Which lines have the string "super"? Copy all of them from the entries below.

[DATA FOR THIS EXERCISE]

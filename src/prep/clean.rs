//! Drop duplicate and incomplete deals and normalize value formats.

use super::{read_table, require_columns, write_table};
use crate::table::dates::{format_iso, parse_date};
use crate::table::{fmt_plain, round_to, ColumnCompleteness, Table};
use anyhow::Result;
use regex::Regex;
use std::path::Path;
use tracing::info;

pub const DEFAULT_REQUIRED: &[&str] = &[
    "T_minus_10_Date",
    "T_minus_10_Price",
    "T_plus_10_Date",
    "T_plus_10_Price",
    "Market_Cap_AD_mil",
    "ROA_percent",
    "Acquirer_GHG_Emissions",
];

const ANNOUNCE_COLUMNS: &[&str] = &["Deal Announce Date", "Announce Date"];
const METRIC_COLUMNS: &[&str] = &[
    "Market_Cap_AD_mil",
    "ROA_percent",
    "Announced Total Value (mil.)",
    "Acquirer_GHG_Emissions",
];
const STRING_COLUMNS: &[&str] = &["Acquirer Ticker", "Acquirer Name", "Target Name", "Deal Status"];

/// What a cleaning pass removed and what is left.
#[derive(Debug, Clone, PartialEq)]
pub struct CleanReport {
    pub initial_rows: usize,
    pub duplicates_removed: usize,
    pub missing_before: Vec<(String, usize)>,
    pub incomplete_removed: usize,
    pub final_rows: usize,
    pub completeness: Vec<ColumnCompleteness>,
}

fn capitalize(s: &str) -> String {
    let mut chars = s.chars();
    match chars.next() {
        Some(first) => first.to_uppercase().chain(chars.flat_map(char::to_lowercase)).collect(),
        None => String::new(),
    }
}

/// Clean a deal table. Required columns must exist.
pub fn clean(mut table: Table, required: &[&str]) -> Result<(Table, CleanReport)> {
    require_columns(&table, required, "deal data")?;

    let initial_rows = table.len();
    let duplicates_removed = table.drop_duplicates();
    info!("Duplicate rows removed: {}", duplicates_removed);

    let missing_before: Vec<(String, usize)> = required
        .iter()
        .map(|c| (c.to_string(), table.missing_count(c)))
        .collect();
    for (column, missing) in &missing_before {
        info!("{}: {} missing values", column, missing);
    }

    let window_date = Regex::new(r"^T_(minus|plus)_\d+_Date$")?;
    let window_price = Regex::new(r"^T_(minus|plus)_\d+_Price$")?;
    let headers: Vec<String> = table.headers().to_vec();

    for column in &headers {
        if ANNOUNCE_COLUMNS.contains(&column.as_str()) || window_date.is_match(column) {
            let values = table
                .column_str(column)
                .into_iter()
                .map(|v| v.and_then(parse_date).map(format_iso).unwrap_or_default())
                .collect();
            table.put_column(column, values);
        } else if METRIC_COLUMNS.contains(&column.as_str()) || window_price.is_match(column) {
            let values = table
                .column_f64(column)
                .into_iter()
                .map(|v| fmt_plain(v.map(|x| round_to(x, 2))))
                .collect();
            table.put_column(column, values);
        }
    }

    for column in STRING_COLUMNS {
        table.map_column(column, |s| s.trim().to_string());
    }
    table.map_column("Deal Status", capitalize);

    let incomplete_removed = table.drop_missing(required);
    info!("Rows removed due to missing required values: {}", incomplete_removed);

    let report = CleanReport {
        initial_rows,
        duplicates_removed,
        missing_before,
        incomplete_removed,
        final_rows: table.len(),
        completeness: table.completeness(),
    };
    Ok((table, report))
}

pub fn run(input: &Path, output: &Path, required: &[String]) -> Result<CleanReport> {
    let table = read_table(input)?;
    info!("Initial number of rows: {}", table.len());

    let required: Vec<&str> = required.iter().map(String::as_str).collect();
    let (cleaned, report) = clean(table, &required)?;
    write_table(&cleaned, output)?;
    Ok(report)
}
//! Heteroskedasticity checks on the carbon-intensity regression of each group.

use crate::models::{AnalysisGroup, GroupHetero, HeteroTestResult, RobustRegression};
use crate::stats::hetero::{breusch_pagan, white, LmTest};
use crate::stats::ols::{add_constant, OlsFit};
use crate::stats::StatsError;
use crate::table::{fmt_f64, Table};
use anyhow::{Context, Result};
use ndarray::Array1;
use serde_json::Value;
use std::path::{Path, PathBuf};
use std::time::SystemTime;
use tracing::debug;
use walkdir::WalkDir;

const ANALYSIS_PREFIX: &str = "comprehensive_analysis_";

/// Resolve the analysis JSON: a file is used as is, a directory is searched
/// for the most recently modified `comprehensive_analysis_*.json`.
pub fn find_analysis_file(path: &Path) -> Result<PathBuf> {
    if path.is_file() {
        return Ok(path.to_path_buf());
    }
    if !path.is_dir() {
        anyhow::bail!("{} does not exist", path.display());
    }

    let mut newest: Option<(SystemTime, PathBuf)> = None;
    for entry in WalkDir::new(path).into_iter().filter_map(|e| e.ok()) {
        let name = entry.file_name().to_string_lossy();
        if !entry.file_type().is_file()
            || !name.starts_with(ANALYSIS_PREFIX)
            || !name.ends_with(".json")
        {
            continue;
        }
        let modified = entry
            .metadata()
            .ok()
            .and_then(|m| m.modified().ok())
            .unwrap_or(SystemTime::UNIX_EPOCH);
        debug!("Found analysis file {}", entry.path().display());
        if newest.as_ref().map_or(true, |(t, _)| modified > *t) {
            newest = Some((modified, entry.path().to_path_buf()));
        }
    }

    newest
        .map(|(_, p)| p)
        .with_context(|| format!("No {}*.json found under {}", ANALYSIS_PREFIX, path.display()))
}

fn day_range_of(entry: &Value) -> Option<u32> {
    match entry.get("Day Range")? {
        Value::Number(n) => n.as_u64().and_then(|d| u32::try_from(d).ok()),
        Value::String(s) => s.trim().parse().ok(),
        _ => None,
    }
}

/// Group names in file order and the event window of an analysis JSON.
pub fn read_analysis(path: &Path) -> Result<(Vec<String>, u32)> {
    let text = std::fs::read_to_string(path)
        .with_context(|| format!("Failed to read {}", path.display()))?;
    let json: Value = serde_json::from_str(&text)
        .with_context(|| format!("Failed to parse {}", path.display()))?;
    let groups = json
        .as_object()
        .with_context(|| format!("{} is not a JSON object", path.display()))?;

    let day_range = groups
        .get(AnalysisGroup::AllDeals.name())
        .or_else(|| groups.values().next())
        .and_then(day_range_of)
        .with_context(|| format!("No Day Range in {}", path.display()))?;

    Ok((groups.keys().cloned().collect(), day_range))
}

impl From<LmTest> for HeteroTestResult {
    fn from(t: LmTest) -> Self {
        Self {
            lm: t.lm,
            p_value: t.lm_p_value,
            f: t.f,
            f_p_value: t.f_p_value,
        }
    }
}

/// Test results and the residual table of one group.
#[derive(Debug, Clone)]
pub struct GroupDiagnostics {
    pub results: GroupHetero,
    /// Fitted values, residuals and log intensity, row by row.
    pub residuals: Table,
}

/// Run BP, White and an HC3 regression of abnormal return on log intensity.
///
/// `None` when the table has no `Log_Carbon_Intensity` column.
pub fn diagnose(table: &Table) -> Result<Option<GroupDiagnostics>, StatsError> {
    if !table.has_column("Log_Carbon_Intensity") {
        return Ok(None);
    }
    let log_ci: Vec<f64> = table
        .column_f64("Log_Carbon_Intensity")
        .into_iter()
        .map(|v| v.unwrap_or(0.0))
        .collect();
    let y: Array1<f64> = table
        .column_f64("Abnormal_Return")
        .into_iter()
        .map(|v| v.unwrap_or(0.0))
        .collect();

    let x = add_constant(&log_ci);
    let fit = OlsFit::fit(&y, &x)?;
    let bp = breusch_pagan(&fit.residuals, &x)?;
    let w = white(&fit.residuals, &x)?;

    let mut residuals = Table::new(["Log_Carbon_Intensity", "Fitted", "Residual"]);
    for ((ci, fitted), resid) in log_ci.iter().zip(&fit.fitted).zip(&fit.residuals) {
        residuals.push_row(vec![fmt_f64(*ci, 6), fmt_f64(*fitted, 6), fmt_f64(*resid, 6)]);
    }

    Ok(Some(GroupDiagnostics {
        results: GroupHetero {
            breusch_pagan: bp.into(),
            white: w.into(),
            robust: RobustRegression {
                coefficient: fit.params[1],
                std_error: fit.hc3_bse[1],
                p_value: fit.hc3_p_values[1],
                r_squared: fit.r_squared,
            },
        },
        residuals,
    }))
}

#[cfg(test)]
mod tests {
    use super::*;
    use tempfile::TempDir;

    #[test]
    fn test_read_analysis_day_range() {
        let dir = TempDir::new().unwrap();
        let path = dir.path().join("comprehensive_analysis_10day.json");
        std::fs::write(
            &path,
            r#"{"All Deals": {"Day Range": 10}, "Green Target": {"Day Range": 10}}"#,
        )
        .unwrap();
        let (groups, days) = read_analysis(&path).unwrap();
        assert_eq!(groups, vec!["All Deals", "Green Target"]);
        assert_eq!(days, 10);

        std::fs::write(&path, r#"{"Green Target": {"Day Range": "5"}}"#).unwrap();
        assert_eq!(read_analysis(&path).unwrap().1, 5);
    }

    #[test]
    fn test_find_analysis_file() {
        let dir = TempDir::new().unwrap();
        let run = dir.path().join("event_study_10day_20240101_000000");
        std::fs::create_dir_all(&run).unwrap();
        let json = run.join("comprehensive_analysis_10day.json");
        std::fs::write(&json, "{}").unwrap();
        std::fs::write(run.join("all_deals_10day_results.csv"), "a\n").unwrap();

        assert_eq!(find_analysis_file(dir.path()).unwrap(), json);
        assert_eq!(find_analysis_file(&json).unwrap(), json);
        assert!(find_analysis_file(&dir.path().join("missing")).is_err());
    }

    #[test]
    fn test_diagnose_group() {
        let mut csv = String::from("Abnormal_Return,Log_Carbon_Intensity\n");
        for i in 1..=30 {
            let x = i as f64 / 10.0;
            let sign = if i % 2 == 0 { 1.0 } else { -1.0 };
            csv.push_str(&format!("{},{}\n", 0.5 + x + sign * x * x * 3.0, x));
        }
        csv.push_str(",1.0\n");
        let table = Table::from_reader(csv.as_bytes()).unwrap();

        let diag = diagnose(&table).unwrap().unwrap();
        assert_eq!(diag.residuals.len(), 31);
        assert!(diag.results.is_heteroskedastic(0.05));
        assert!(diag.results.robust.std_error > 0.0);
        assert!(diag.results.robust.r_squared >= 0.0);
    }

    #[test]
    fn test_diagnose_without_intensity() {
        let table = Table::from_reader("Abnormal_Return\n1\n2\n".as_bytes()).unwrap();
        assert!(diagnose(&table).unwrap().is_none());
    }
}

[/DATA FOR THIS EXERCISE]

> [RESPONSE BOX]
use super::{read_table, require_columns, write_table};
    use super::*;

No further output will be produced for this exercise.